1983 The Crisis of shell shock on the Somme 1916
Paralysis; stuttering; the 'shakes'; inability to stand or walk; temporary blindness or deafness. When strange symptoms like these started to appear in men at Casualty Clearing Stations in 1915, a debate began in army and medical circles as to what it was, what had caused it and what could be done to cure it. But the numbers were never large. Then in July 1916 with the start of the Battle of the Somme the incidence of shell shock rocketed. The high command of the British army began to panic. An increasingly large number of men seemed to have simply lost the will to fight. As entire battalions had to be withdrawn from the front, commanders and military doctors desperately tried to come up with explanations as to what was going wrong. 'Shell shock' - what we would now refer to as battle trauma - was sweeping the Western Front.
Re-assessing the official casualty figures, Taylor Downing for the first time comes up with an accurate estimate of the total numbers who were taken out of action by psychological wounds. It is a shocking figure.
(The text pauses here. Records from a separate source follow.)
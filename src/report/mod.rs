// ==========================================
// 运费对账分析工具 - 报表层
// ==========================================
// 职责: 终端视图（表格 + 条形图）、CSV / JSON 导出
// 红线: 只做展示，不重新计算指标
// ==========================================

pub mod chart;
pub mod error;
pub mod export;
pub mod format;
pub mod table;
pub mod views;

pub use chart::BarChart;
pub use error::{ReportError, ReportResult};
pub use export::{
    default_export_file_name, export_json_report, export_matched_csv, write_json_report,
    write_matched_csv, EXPORT_HEADERS,
};
pub use table::{Align, TableRenderer};
pub use views::{render_dashboard, render_data_table, render_issues, render_load_summary};
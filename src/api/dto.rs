// ==========================================
// 运费对账分析工具 - API 数据传输对象
// ==========================================

use crate::domain::{LoadSummary, Reconciliation};
use crate::engine::{CountryBreakdown, DashboardSummary};
use chrono::{DateTime, Utc};
use serde::{Deserialize, Serialize};

/// 一次完整分析的结果
#[derive(Debug, Clone, Serialize, Deserialize)]
pub struct AnalysisReport {
    /// 报告ID（uuid v4）
    pub report_id: String,
    /// 生成时间（UTC）
    pub generated_at: DateTime<Utc>,
    /// 本次使用的汇率（人民币 → 美元）
    pub exchange_rate_rmb_to_usd: f64,
    /// 物流费用表加载概况
    pub shipping_load: LoadSummary,
    /// 订单导出加载概况
    pub orders_load: LoadSummary,
    /// 对账结果（合并行 + 问题清单）
    pub reconciliation: Reconciliation,
    /// 驾驶舱汇总；无匹配行时为 None
    pub summary: Option<DashboardSummary>,
    /// 分国家统计
    pub country_stats: CountryBreakdown,
}

impl AnalysisReport {
    pub fn has_matches(&self) -> bool {
        self.summary.is_some()
    }
}
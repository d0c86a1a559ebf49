// ==========================================
// 运费对账分析工具 - 领域模型层
// ==========================================
// 职责: 定义导入记录、对账结果、枚举类型
// 红线: 不含文件读取逻辑,不含对账逻辑
// ==========================================

pub mod load;
pub mod order;
pub mod reconciliation;
pub mod shipment;
pub mod types;

// 重导出核心类型
pub use load::{LoadSummary, LoadedTable, RejectedRow};
pub use order::OrderRecord;
pub use reconciliation::{
    CountryMismatch, DuplicateTracking, Issues, MergedRow, MultiTrackingOrder, Reconciliation,
    UnmatchedOrder, UnmatchedShipment,
};
pub use shipment::ShippingRecord;
pub use types::{IssueFilter, IssueKind, MergeStatus, RecordFilter};
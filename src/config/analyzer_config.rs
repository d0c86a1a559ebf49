// ==========================================
// 运费对账分析工具 - 分析配置
// ==========================================
// 职责: 汇率、承运商标识、离群值条数、语言、国家名覆写
// 存储: JSON 配置文件（可选）
// ==========================================

use crate::config::error::{ConfigError, ConfigResult};
use serde::{Deserialize, Serialize};
use std::collections::HashMap;

/// 默认汇率: 1 RMB = 0.139 USD
pub const DEFAULT_RMB_TO_USD: f64 = 0.139;

/// 默认承运商标识（未匹配订单只统计此承运商）
pub const DEFAULT_CARRIER_MARKER: &str = "4PX";

/// 默认离群值条数
pub const DEFAULT_OUTLIER_LIMIT: usize = 20;

/// 默认报表语言
pub const DEFAULT_LOCALE: &str = "en";

/// 支持的报表语言
pub const SUPPORTED_LOCALES: [&str; 2] = ["en", "zh-CN"];

// ==========================================
// AnalyzerConfig - 分析配置
// ==========================================
#[derive(Debug, Clone, PartialEq, Serialize, Deserialize)]
#[serde(default)]
pub struct AnalyzerConfig {
    pub exchange_rate_rmb_to_usd: f64,
    pub carrier_marker: String,
    pub outlier_limit: usize,
    pub locale: String,
    /// 中文国家名 → 英文国家名（覆盖内置映射）
    pub country_overrides: HashMap<String, String>,
}

impl Default for AnalyzerConfig {
    fn default() -> Self {
        Self {
            exchange_rate_rmb_to_usd: DEFAULT_RMB_TO_USD,
            carrier_marker: DEFAULT_CARRIER_MARKER.to_string(),
            outlier_limit: DEFAULT_OUTLIER_LIMIT,
            locale: DEFAULT_LOCALE.to_string(),
            country_overrides: HashMap::new(),
        }
    }
}

impl AnalyzerConfig {
    /// 从 JSON 文本解析（缺省字段取默认值）
    pub fn from_json(text: &str) -> ConfigResult<Self> {
        let config: AnalyzerConfig = serde_json::from_str(text)?;
        config.validate()?;
        Ok(config)
    }

    /// 校验配置值
    pub fn validate(&self) -> ConfigResult<()> {
        if !self.exchange_rate_rmb_to_usd.is_finite() || self.exchange_rate_rmb_to_usd <= 0.0 {
            return Err(ConfigError::InvalidValue {
                key: "exchange_rate_rmb_to_usd".to_string(),
                value: self.exchange_rate_rmb_to_usd.to_string(),
                message: "汇率必须为正数".to_string(),
            });
        }

        if self.carrier_marker.trim().is_empty() {
            return Err(ConfigError::InvalidValue {
                key: "carrier_marker".to_string(),
                value: self.carrier_marker.clone(),
                message: "承运商标识不能为空".to_string(),
            });
        }

        if self.outlier_limit == 0 {
            return Err(ConfigError::InvalidValue {
                key: "outlier_limit".to_string(),
                value: "0".to_string(),
                message: "离群值条数必须大于 0".to_string(),
            });
        }

        if !SUPPORTED_LOCALES.contains(&self.locale.as_str()) {
            return Err(ConfigError::InvalidValue {
                key: "locale".to_string(),
                value: self.locale.clone(),
                message: format!("仅支持 {}", SUPPORTED_LOCALES.join("/")),
            });
        }

        Ok(())
    }
}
Breakdown follows single individuals and whole units from signing up to the Pals Battalions of 1914, through to the horrors of their experiences on the Somme which led to the shell shock that, unrelated to weakness or cowardice, left the men unable to continue fighting. He shines a light on the official - and brutal - response to the epidemic, even against those officers and doctors who looked on it sympathetically. It was, they believed, a form of hysteria. It was contagious. And it had to be stopped.
Breakdown brings an entirely new perspective to bear on one of the iconic battles of the First World War.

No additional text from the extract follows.